1) "Women dress according to the messages written on their heart." A huge part of this conference was about "guarding your heart" and discovering/rewriting the messages that have been put there. I have to confess, I can think pretty judgmentally about women who are scantily clad. Tonight at the mall, every time I saw a woman dressed inappropriately, I thought about the messages (lies) that have been written on her heart to make her feel like she has to dress like that. Anything that helps me love people more can't be bad!

2) Speaker says to his daughter: "You can walk down the aisle when I know "that guy" loves you as I do." What a beautiful picture.

3) Sex is not a need. Food, water, and shelter are needs. Ted said that we've taught Christians the scriptural principal that they are not to deprive eachother. This is true. Unfortunately, it has become so strongly "explained" that Christian men have been convinced that sex is something they can not live without. Not true. (That was not my commentary. It was all from Ted, and Dan agrees.)

4) Wherever you go, you are there. (Examples I'm about to use are from the speaker, so I'm not trying to point at anyone.) If you keep trying to find a job you like, if you move from relationship to relationship, or if you are frustrated by every church you go to, there really is only one common denominator-you!

5) "Fear Dance" is the biggest barrier to great communication. Let me try to boil it down. We each have buttons (or feelings) and subsequent fight or flight reactions to them. Many times our reactions actually push our spouse's buttons which creates a vicious cycle. There wasn't time at the seminar, but we were encouraged to write down our buttons and reactions on our own. Dan and I have not had time to do that yet, but we identified with the examples given. I'm sure there are hundreds more we could come up with.

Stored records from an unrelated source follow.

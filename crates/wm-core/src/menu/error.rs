use thiserror::Error;

#[derive(Debug, Clone, PartialEq, Eq, Error)]
pub enum MenuError {
    #[error("no recipes available to build a menu")]
    NoRecipesAvailable,
}
//! # Configuration Loader
//!
//! Reads the TOML file and maps it into the `AppConfig` DTO. Pure data
//! loading: no validation and no defaults. Empty values are filled in by
//! [`resolve_settings`](super::wiring::resolve_settings).

use anyhow::Context;
use std::path::Path;
use wm_core::config::AppConfig;

/// Load configuration from a TOML file
///
/// # Errors
///
/// Returns error if the file cannot be read or is not valid TOML.
pub fn load_config(config_path: &Path) -> anyhow::Result<AppConfig> {
    let content = std::fs::read_to_string(config_path)
        .with_context(|| format!("Failed to read config file: {}", config_path.display()))?;
    let toml_value: toml::Value =
        toml::from_str(&content).context("Failed to parse config as TOML")?;
    AppConfig::from_toml(&toml_value)
}

#[cfg(test)]
mod tests {
    use super::*;
    use std::io::Write;
    use std::path::PathBuf;
    use tempfile::NamedTempFile;

    fn write_config(content: &str) -> NamedTempFile {
        let mut temp_file = NamedTempFile::new().unwrap();
        temp_file.write_all(content.as_bytes()).unwrap();
        temp_file
    }

    #[test]
    fn test_load_config_reads_valid_toml() {
        let file = write_config(
            r#"
            [storage]
            database_path = "/srv/recipes/whattomake.db"
            images_dir = "/srv/recipes/Images"

            [menu]
            min_recipes_required = 3
            "#,
        );

        let config = load_config(file.path()).unwrap();

        assert_eq!(
            config.database_path,
            PathBuf::from("/srv/recipes/whattomake.db")
        );
        assert_eq!(config.images_dir, PathBuf::from("/srv/recipes/Images"));
        assert_eq!(config.menu.min_recipes_required, 3);
    }

    #[test]
    fn test_load_config_keeps_missing_values_empty() {
        let file = write_config("[storage]\n");

        let config = load_config(file.path()).unwrap();

        assert_eq!(config, AppConfig::empty());
    }

    #[test]
    fn test_negative_minimum_falls_back_to_default() {
        let file = write_config("[menu]\nmin_recipes_required = -1\n");

        let config = load_config(file.path()).unwrap();
        let resolved =
            crate::bootstrap::resolve_settings(config, Some(PathBuf::from("/data"))).unwrap();

        assert_eq!(resolved.menu.min_recipes_required, 7);
    }

    #[test]
    fn test_load_config_rejects_invalid_toml() {
        let file = write_config("[storage\ndatabase_path = ");

        let err = load_config(file.path()).unwrap_err();
        assert!(err.to_string().contains("TOML"), "got: {err}");
    }

    #[test]
    fn test_load_config_returns_io_error_on_file_not_found() {
        let err = load_config(Path::new("/this/path/does/not/exist/config.toml")).unwrap_err();
        assert!(
            err.to_string().contains("Failed to read config file"),
            "got: {err}"
        );
    }
}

Male Buttons: Feeling Controlled, Judged, or like a Failure
Male Reactions: Withdrawal, Defensiveness, Sarcasm
Female Buttons: Disconnection, Abandonment, Rejection
Female Reactions: Escalation, Negative Beliefs, Exaggeration ("You always", "You never")

6) Win/Win. Ted said that you should walk away from arguments with win/win, that if it's win/lose, really nobody wins. Even though I said outloud to Dan during this that I wanted to win (and he agreed with me), I could grasp a bit what Ted was saying. Ironically, that's what keeps sticking in my head, but I don't think I would describe it the way Ted does. I understand that I shouldn't feel like I have to "lose" an argument, but sometimes my will just has to die. Sometimes, no matter how much I hate it, I may just have to die to myself for my marriage to have new life.